Editorial La Revista Peninsular
Escribir sobre Fátima con la cabeza y no con el corazón es faltarle el respeto a la infante, porque la cabeza la debimos usar hace mucho tiempo para detener la violencia que le cobró la vida.
Desde antes que el mundo se indignara por las mujeres asesinadas en Ciudad Juárez, la sociedad mexicana ya era consciente del cáncer que se propagaba en el territorio nacional, y en esa conciencia nos resignamos a ser testigos de cómo escalaba la crudeza de los actos cometidos contra la integridad de las mujeres.
Por años observamos estrategias de seguridad que no lograron detener los borbotones de sangre que ahogaban al país, y en los últimos meses hemos observado estáticos cómo está violencia se consolidaba contra los niños, como en la matanza de la familia LeBarón, por mencionar uno de los múltiples trágicos casos que han ocurrido recientemente.
En una sociedad tan polarizada como se encuentra actualmente la nuestra, lo primero que se hace ante un crimen de tal magnitud es señalar a culpables para hacer valer la narrativa propia; la tortura que sufrió Fátima es usada como municiones en la guerra mediática que se pretende presentar como debate público. Probablemente, el motivo por el que las personas se apresuran a condenar es porque la realidad es demasiado incómoda para ser asimilada.
¿De quién es culpa de que Fátima haya sido ultrajada por monstruos de carne y hueso que habitan entre nosotros?

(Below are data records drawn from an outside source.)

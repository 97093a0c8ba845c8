//! Domain layer constants
//!
//! Contains constants that are part of the dispatch, recovery and scheduling
//! rules. Infrastructure-specific constants remain in
//! `acey_infrastructure::constants`.

// ============================================================================
// CAPABILITY CONSTANTS
// ============================================================================

/// Base capability required by every request
pub const CAPABILITY_TEXT_GENERATION: &str = "text_generation";

/// Capability required by code skills
pub const CAPABILITY_CODE_GENERATION: &str = "code_generation";

/// Capability required by security and analysis skills
pub const CAPABILITY_ANALYSIS: &str = "analysis";

/// Capability required by graphics and audio skills
pub const CAPABILITY_MULTIMODAL: &str = "multimodal";

/// Wildcard capability satisfying every requirement
pub const CAPABILITY_ALL: &str = "all";

/// Serialized payload characters per estimated input unit
pub const CHARS_PER_INPUT_UNIT: usize = 4;

// ============================================================================
// EXECUTION CONSTANTS
// ============================================================================

/// Default hard timeout for a backend execution (60 seconds)
pub const EXECUTION_DEFAULT_TIMEOUT_MS: u64 = 60_000;

/// Default quality required for an outcome to enter the learning log
pub const QUALITY_LEARNING_THRESHOLD: f64 = 0.7;

/// Executions faster than this earn a quality bonus
pub const QUALITY_FAST_EXECUTION_MS: u64 = 1_000;

/// Executions slower than this incur a quality penalty
pub const QUALITY_SLOW_EXECUTION_MS: u64 = 5_000;

/// Default bound on concurrently running executions
pub const EXECUTION_DEFAULT_MAX_CONCURRENCY: usize = 8;

/// Default learning log capacity
pub const LEARNING_LOG_CAPACITY: usize = 1_000;

// ============================================================================
// RECOVERY CONSTANTS
// ============================================================================

/// Default number of retries attempted by retry-with-backoff
pub const RECOVERY_MAX_RETRIES: u32 = 3;

/// Base backoff delay before the first retry
pub const RECOVERY_BASE_BACKOFF_MS: u64 = 1_000;

/// Upper bound on any single backoff delay
pub const RECOVERY_MAX_BACKOFF_MS: u64 = 30_000;

/// Default number of alternative providers tried by fallback-provider
pub const RECOVERY_MAX_FALLBACKS: usize = 2;

/// Strings are truncated to this many characters by simplify-input
pub const SIMPLIFY_MAX_STRING_CHARS: usize = 100;

/// Structured payloads keep this many entries after simplify-input
pub const SIMPLIFY_MAX_ENTRIES: usize = 3;

/// Default retention window of the outcome cache (1 hour)
pub const OUTCOME_CACHE_RETENTION_SECS: u64 = 3_600;

/// Default capacity of the outcome cache
pub const OUTCOME_CACHE_CAPACITY: u64 = 10_000;

/// Default capacity of the recovery attempt history
pub const RECOVERY_HISTORY_CAPACITY: usize = 500;

/// Strategy name reported when no strategy recovered the failure
pub const STRATEGY_EXHAUSTED: &str = "exhausted";

/// Payload action used when a request carries no `action` field
pub const DEFAULT_ACTION: &str = "default";

// ============================================================================
// SCHEDULER CONSTANTS
// ============================================================================

/// Default interval between cycles (5 minutes)
pub const SCHEDULER_DEFAULT_INTERVAL_MS: u64 = 300_000;

/// Consecutive cycle failures that trigger emergency mode
pub const SCHEDULER_MAX_CONSECUTIVE_FAILURES: u32 = 3;

/// Cycle history retention window (24 hours)
pub const SCHEDULER_HISTORY_RETENTION_SECS: u64 = 86_400;

/// Cycle records kept regardless of age
pub const SCHEDULER_HISTORY_CAPACITY: usize = 1_000;

/// Interval between periodic health checks (1 minute)
pub const SCHEDULER_HEALTH_CHECK_INTERVAL_MS: u64 = 60_000;

/// Alerts retained in the ring buffer
pub const ALERT_CAPACITY: usize = 100;

/// Alerts per hour above which the health check warns
pub const ALERT_FREQUENCY_THRESHOLD: usize = 10;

No es de la escuela, quien no cumplió con el protocolo de seguridad referente a la entrega de menores; ni del Ministerio Público, quien se demoró en iniciar la búsqueda de la niña luego de la denuncia de la familia; tampoco es culpa del presidente, quien parece no darse cuenta de que su narrativa laxa ante la violencia solo alienta a los criminales, y despierta a las bestias. No, el martirio que Fátima sufrió en sus últimos momentos de vida rebasa a cualquier institución pública.
La culpa es de todos quienes le debemos algo a este suelo rojo; es de todos quienes, por algún motivo u otro, fuimos concebidos bajo esta patria tricolor; es de todos quienes se hacen llamar mexicanos.
El suplicio por el que pasó Fátima hace que su muerte no solo quede grabada en la historia como evidencia de un estado fallido, sino que refleja la sociedad descompuesta de la que somos responsables. Todos quienes habitamos este territorio somos culpables de alguna manera u otra, porque día a día contribuimos a la cultura de violencia que hemos hecho parte de nuestra identidad nacional. Nuestras rutinas colectivas y nuestra dinámica social están creando demonios hambrientos de sangre y dolor.
Juntos, como sociedad, estamos produciendo a mexicanos que no valoran la vida, y que son capaces de torturar a un niño hasta la muerte. No es el gobierno, el neoliberalismo, ni la mafia del poder, somos todos nosotros. Si un ser humano es capaz de atentar contra un infante de esa manera, fallamos todos como sociedad. Somos unos animales.